Landmark class action suit for miners
An application to compensate mine workers with tuberculosis (TB) or silicosis will be heard in the South Gauteng High Court next week in what is considered to be a landmark class action suit.
An application to compensate mine workers with tuberculosis (TB) or silicosis will be heard in the South Gauteng High Court next Monday and Tuesday. The application will be brought by Sonke Gender Justice (Sonke) and the Treatment Action Campaign (TAC) as a landmark class action law suit against all 32 mining companies in South Africa.
Miners who have suffered from TB or silicosis since 1965 will be represented in the law suit, which plans to claim monetary compensation from mining powerhouses such as Harmony Gold and AngloGold.

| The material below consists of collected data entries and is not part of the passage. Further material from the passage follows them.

//! Output write handlers.

use remotedaq_core::{DaqEntry, DaqResponse};

use crate::cli::{GlobalOpts, WriteArgs, WriteCommand};
use crate::config::Config;
use crate::error::CliError;
use crate::output;

use super::util;

pub async fn handle(args: WriteArgs, global: &GlobalOpts, cfg: &Config) -> Result<(), CliError> {
    let (node, summary) = match &args.command {
        WriteCommand::Analog { node, values } => (node, join(values)),
        WriteCommand::Digital { node, states } => (node, join(states)),
    };

    let session = util::session(global, cfg)?;
    let record = util::resolve_node(&session, node).await?;
    let dash = &session.dashboard;

    let spin = util::spinner(
        format!("Writing to {}...", record.display_name()),
        global.quiet,
    );
    let result = match &args.command {
        WriteCommand::Analog { values, .. } => dash.write_analog_output(values).await,
        WriteCommand::Digital { states, .. } => dash.write_digital_output(states).await,
    };
    spin.finish_and_clear();
    let response = result.map_err(|e| session.error(e))?;

    tracing::info!(node = %record.display_name(), values = %summary, "outputs written");
    let out = output::render_single(
        &global.output,
        &response,
        |_| format!("Set {} outputs to [{summary}]", record.display_name()),
        |r: &DaqResponse| {
            r.data
                .iter()
                .map(entry_text)
                .collect::<Vec<_>>()
                .join("\n")
        },
    );
    output::print_output(&out, global.quiet);
    Ok(())
}

fn entry_text(entry: &DaqEntry) -> String {
    match entry {
        DaqEntry::Channel(payload) => payload.value.to_string(),
        DaqEntry::Message(msg) => msg.clone(),
        DaqEntry::Other(value) => value.to_string(),
    }
}

fn join<T: ToString>(items: &[T]) -> String {
    items
        .iter()
        .map(ToString::to_string)
        .collect::<Vec<_>>()
        .join(", ")
}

The details of the suit were outlined at a media briefing yesterday afternoon at the offices of Section 27 (a public interest law centre) in Braamfontein, Johannesburg. Anele Yawa, general secretary of TAC said, “For decades gold mines have treated their workers as inferior human beings and shown a shocking disregard for the health of these workers.”
Miners were said to have contracted TB and silicosis, an incurable disease linked to TB, due to the silica dust from drilling as well as lower standards of air quality permitted by mining companies inside mines.
John Stephens who deals with legal matters at Section 27 said the dust is “cyto-toxic,” as it destroys lung tissue. He added that silicosis is also only diagnosed 10 to 15 years after a person develops the disease. As a result, miners who fell ill were retrenched or often forced to leave work with very little or no compensation.
Together with Tanya Charles, a policy specialist at Sonke, the organisations plan to present the court with evidence aimed at securing compensation from the mining companies.
Some of this evidence will highlight difficulties experienced by women who have “societal expectations” to become caretakers and give up their jobs or education, as well as the socio-economic impact on black mine workers from homelands.
Yawa said that “mining companies are running away with murder”, and that “these capitalists must pay for the lives of our fathers and forefathers.” Charles added that “little is done to develop the areas from which mine workers come,” and that responsibilities then fall on females in rural homes.
In addition to the application, a picket will take place outside the South Gauteng High Court and the offices of the Teba miners’ recruitment agency in the Eastern Cape next Monday, to show support for the plight of ill, ex-mine workers.